La seconde donne la température de l’eau au retour des capteurs, elle permet de controler l’efficacité de la chauffe et la puissance développée par le système. A mon sens elle a surtout un role informatif.

La troisième mesure la température dans le haut de la cuve a eaux mortes, et la dernière donne la température du bas de la même cuve. On en déduit la stratification du système, et ces températures sont les indicateurs qui permettent la mise en route de la circulation.

Ces capteurs de température fonctionnent sur la température de l’air, ils ne sont pas plongés dans l’eau. Pire, le séjour dans l’eau les détruits.

Pas de problème, Rotex a trouvé la solution : un tube descend tout au fond de la cuve, les deux capteurs sont introduits dans cet espace, a des hauteurs différentes et donnent la température de l’air en contact avec les différentes hauteurs de l’eau.

Il sen suit que ce tube ne peut pas recevoir d’eau.

Malheureusement cela peut arrive, hélas, trois fois hélas (ou plutôt deux fois hélas successivement à quelques mois d’intervalle. Il s’en suit que en voyant la régulation du système partir en vrille, j’ai du me rendre compte que la sonde du bas de la cuve trempait dans l’eau, de l’eau qui avait coulé sur le couvercle, et avait pénétré dans le tube ad hoc !

Il a donc fallu changer la sonde qui refusait tout service, mais auparavant, j’ai du aussi vice le tube contenant les sonde, et pas en le retournant, puisqu’il est fixé au corps de la cuve !

J’ai utilisé une éponge au bout d’un fil pour assécher le fond du tube. Je suis assez content de mon invention, puisque maintenant tout est rentré dans l’ordre. Mais depuis la deuxième intervention, j’ai rajouté un couvercle.

Et pour éviter que cela ne se reproduise, j’ai modifié le système, j’ai ajouté un chapeau à ce tube, en espérant qu’il restera sec désormais.

attente(n) encore une pause

dimanche, décembre 5th, 2010

Le temps s’est mis à la neige.

Il fait un peu froid- dans ma maison sans chauffage. Mais pas plus que dans n’importe quel autre batiment en attente de séchage des platres 😉

Chaque jour, j’ouvre les fenetres et une énorme quantité de vapeur d’eau s’en va.  Le plafond blanchit tous les jours, perdant la vilaine couleur sale que lui donne l’accumulation d’eau.

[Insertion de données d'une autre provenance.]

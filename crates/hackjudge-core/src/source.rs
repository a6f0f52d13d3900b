//! Remote table store client (Airtable REST API)
//!
//! Provides:
//! - paginated table fetch into a [`Table`]
//! - project record lookup by name and single-field updates, exposed
//!   through [`ProjectStore`]
//! - bounded retries with exponential backoff for transient failures
//!   (transport errors, HTTP 429 and 5xx) and a per-request timeout

use std::collections::HashSet;
use std::thread;
use std::time::Duration;

use serde::de::DeserializeOwned;
use serde::Deserialize;
use serde_json::{Map, Value};
use tracing::{debug, info, warn};
use ureq::http::Response;
use ureq::{Agent, Body};

use crate::assign::ProjectStore;
use crate::error::{HackError, Result};
use crate::table::Table;

/// Base delay before the first retry; doubled on each further attempt
const RETRY_BASE_DELAY_MS: u64 = 250;

/// Resolved connection settings for one run
#[derive(Debug, Clone)]
pub struct SourceSettings {
    pub api_url: String,
    pub base_id: String,
    pub api_key: String,
    pub project_table: String,
    pub judging_table: String,
    pub project_name_field: String,
    pub timeout_seconds: u64,
    pub max_retries: u32,
    pub max_pages: usize,
}

#[derive(Debug, Deserialize)]
struct ListResponse {
    #[serde(default)]
    records: Vec<ApiRecord>,
    #[serde(default)]
    offset: Option<String>,
}

#[derive(Debug, Deserialize)]
struct ApiRecord {
    id: String,
    #[serde(default)]
    fields: Map<String, Value>,
}

/// Outcome of one failed request attempt
#[derive(Debug)]
enum Attempt {
    /// Worth retrying
    Transient(String),
    Fatal(String),
}

pub struct AirtableClient {
    settings: SourceSettings,
    agent: Agent,
    user_agent: String,
}

impl AirtableClient {
    pub fn new(settings: SourceSettings) -> Self {
        let config = Agent::config_builder()
            .timeout_global(Some(Duration::from_secs(settings.timeout_seconds)))
            .http_status_as_error(false)
            .build();
        let agent = Agent::new_with_config(config);
        let user_agent = format!(
            "hackjudge/{} ({})",
            env!("CARGO_PKG_VERSION"),
            std::env::consts::OS
        );

        Self {
            settings,
            agent,
            user_agent,
        }
    }

    pub fn settings(&self) -> &SourceSettings {
        &self.settings
    }

    fn table_url(&self, table: &str) -> String {
        format!(
            "{}/{}/{}",
            self.settings.api_url,
            encode_segment(&self.settings.base_id),
            encode_segment(table)
        )
    }

    /// Fetch every row of `table`, following continuation tokens
    pub fn fetch_table(&self, table: &str) -> Result<Table> {
        let url = self.table_url(table);
        info!(table, "fetching remote table");

        let records = collect_pages(self.settings.max_pages, |offset| {
            let query: Vec<(&str, &str)> = offset.map(|o| ("offset", o)).into_iter().collect();
            self.get_json::<ListResponse>(&url, &query, "fetch table")
        })?;

        let fields: Vec<Map<String, Value>> = records.into_iter().map(|r| r.fields).collect();
        debug!(table, rows = fields.len(), "fetch_table");
        Ok(Table::from_field_maps(&fields))
    }

    fn get_json<T: DeserializeOwned>(
        &self,
        url: &str,
        query: &[(&str, &str)],
        operation: &str,
    ) -> Result<T> {
        self.with_retry(operation, || {
            let mut request = self
                .agent
                .get(url)
                .header("Authorization", self.bearer())
                .header("User-Agent", self.user_agent.as_str());
            for (key, value) in query {
                request = request.query(*key, *value);
            }
            let response = request
                .call()
                .map_err(|e| Attempt::Transient(format!("transport error: {e}")))?;
            read_json(response)
        })
    }

    fn bearer(&self) -> String {
        format!("Bearer {}", self.settings.api_key)
    }

    /// Run `attempt` until it succeeds, fails fatally, or retries run out
    fn with_retry<T, F>(&self, operation: &str, mut attempt: F) -> Result<T>
    where
        F: FnMut() -> std::result::Result<T, Attempt>,
    {
        let mut tries = 0u32;
        loop {
            match attempt() {
                Ok(value) => return Ok(value),
                Err(Attempt::Fatal(reason)) => return Err(HackError::source(operation, reason)),
                Err(Attempt::Transient(reason)) if tries >= self.settings.max_retries => {
                    return Err(HackError::source(
                        operation,
                        format!("{reason} (gave up after {} attempts)", tries + 1),
                    ));
                }
                Err(Attempt::Transient(reason)) => {
                    let delay = backoff_delay(tries);
                    warn!(operation, attempt = tries + 1, ?delay, %reason, "transient failure, retrying");
                    thread::sleep(delay);
                    tries += 1;
                }
            }
        }
    }
}

impl ProjectStore for AirtableClient {
    fn find_record_id(&self, project: &str) -> Result<Option<String>> {
        let url = self.table_url(&self.settings.project_table);
        let formula = match_formula(&self.settings.project_name_field, project);
        let query = [("filterByFormula", formula.as_str()), ("maxRecords", "1")];

        let page: ListResponse = self.get_json(&url, &query, "look up project")?;
        Ok(page.records.into_iter().next().map(|r| r.id))
    }

    fn update_field(&self, record_id: &str, field: &str, value: Value) -> Result<()> {
        let url = format!(
            "{}/{}",
            self.table_url(&self.settings.project_table),
            encode_segment(record_id)
        );
        let mut fields = Map::new();
        fields.insert(field.to_string(), value);
        let payload = serde_json::to_string(&serde_json::json!({ "fields": fields }))?;

        self.with_retry("update record", || {
            let response = self
                .agent
                .patch(&url)
                .header("Authorization", self.bearer())
                .header("User-Agent", self.user_agent.as_str())
                .header("Content-Type", "application/json")
                .send(payload.as_bytes())
                .map_err(|e| Attempt::Transient(format!("transport error: {e}")))?;
            read_json::<Value>(response).map(|_| ())
        })
    }
}

/// Drain a paginated listing. Stops when no continuation token is
/// returned; a repeated token or more than `max_pages` pages is an error.
fn collect_pages<F>(max_pages: usize, mut fetch_page: F) -> Result<Vec<ApiRecord>>
where
    F: FnMut(Option<&str>) -> Result<ListResponse>,
{
    let mut records = Vec::new();
    let mut seen_offsets = HashSet::new();
    let mut offset: Option<String> = None;

    for page in 1..=max_pages {
        let response = fetch_page(offset.as_deref())?;
        records.extend(response.records);

        match response.offset {
            None => {
                debug!(pages = page, "pagination_complete");
                return Ok(records);
            }
            Some(next) => {
                if !seen_offsets.insert(next.clone()) {
                    return Err(HackError::source(
                        "fetch table",
                        format!("continuation token '{next}' repeated"),
                    ));
                }
                offset = Some(next);
            }
        }
    }

    Err(HackError::source(
        "fetch table",
        format!("more than {max_pages} pages returned"),
    ))
}

fn read_json<T: DeserializeOwned>(mut response: Response<Body>) -> std::result::Result<T, Attempt> {
    let status = response.status().as_u16();
    let body = response
        .body_mut()
        .read_to_string()
        .map_err(|e| Attempt::Transient(format!("failed to read response: {e}")))?;

    classify_status(status, &body)?;
    serde_json::from_str(&body).map_err(|e| Attempt::Fatal(format!("malformed response: {e}")))
}

fn classify_status(status: u16, body: &str) -> std::result::Result<(), Attempt> {
    match status {
        200..=299 => Ok(()),
        429 | 500..=599 => Err(Attempt::Transient(format!("HTTP {status}"))),
        _ => {
            let detail: String = body.chars().take(200).collect();
            Err(Attempt::Fatal(format!("HTTP {status}: {detail}")))
        }
    }
}

fn backoff_delay(tries: u32) -> Duration {
    Duration::from_millis(RETRY_BASE_DELAY_MS.saturating_mul(1u64 << tries.min(6)))
}

/// Formula selecting rows whose `field` equals `value`
fn match_formula(field: &str, value: &str) -> String {
    let escaped = value.replace('\\', "\\\\").replace('"', "\\\"");
    format!("{{{field}}} = \"{escaped}\"")
}

/// Percent-encode one URL path segment
fn encode_segment(segment: &str) -> String {
    let mut out = String::with_capacity(segment.len());
    for byte in segment.bytes() {
        match byte {
            b'A'..=b'Z' | b'a'..=b'z' | b'0'..=b'9' | b'-' | b'_' | b'.' | b'~' => {
                out.push(byte as char)
            }
            _ => out.push_str(&format!("%{byte:02X}")),
        }
    }
    out
}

Le thermometre indique entre 0 et 5 au rez de chaussée, mais au niveau des chambres, en dessous, il fait 9-10 ° en permanence : les murs nord et est sont en contact avec le remblai, donc la température de cave a tendance à se propager.

Je me dis que pour les chambres, c’est bon : malgré la VMC, j’espère conserver cette stabilité à l’atmosphère de l’espacer sommeil.

Puisqu’il est impossible de faire quoique ce soit dehors, je m’attaque au montage du circuit électrique. La longueur des fils dans les boites semble suffisante, malgré ce qui en a déjà été dit.

Par contre j’avais sous-estimé un inconvénient de faire toute l’installation en circuit mixte : le 2.5² et plus raide que le 1.5², et me demande plus de force et plus de patience pour montrer les prises et les interrupteurs. Qu’à cela ne tienne, je n’ai pas de deadline… ou si peu.

les caissons bis

jeudi, mai 6th, 2010

Voilà que le temps s’y prête, les matériaux sont là, j’ai la technique, (bis repetita placent) je continue sur ma lancée :

Après avoir monté l’ossature sur le mur nord, là où elle ne gênera probablement pas le menuisier pour la pose des chassis, et où elle est réalisable sans un échafaudage de grande hauteur, je me lance dans le coffrage proprement dit.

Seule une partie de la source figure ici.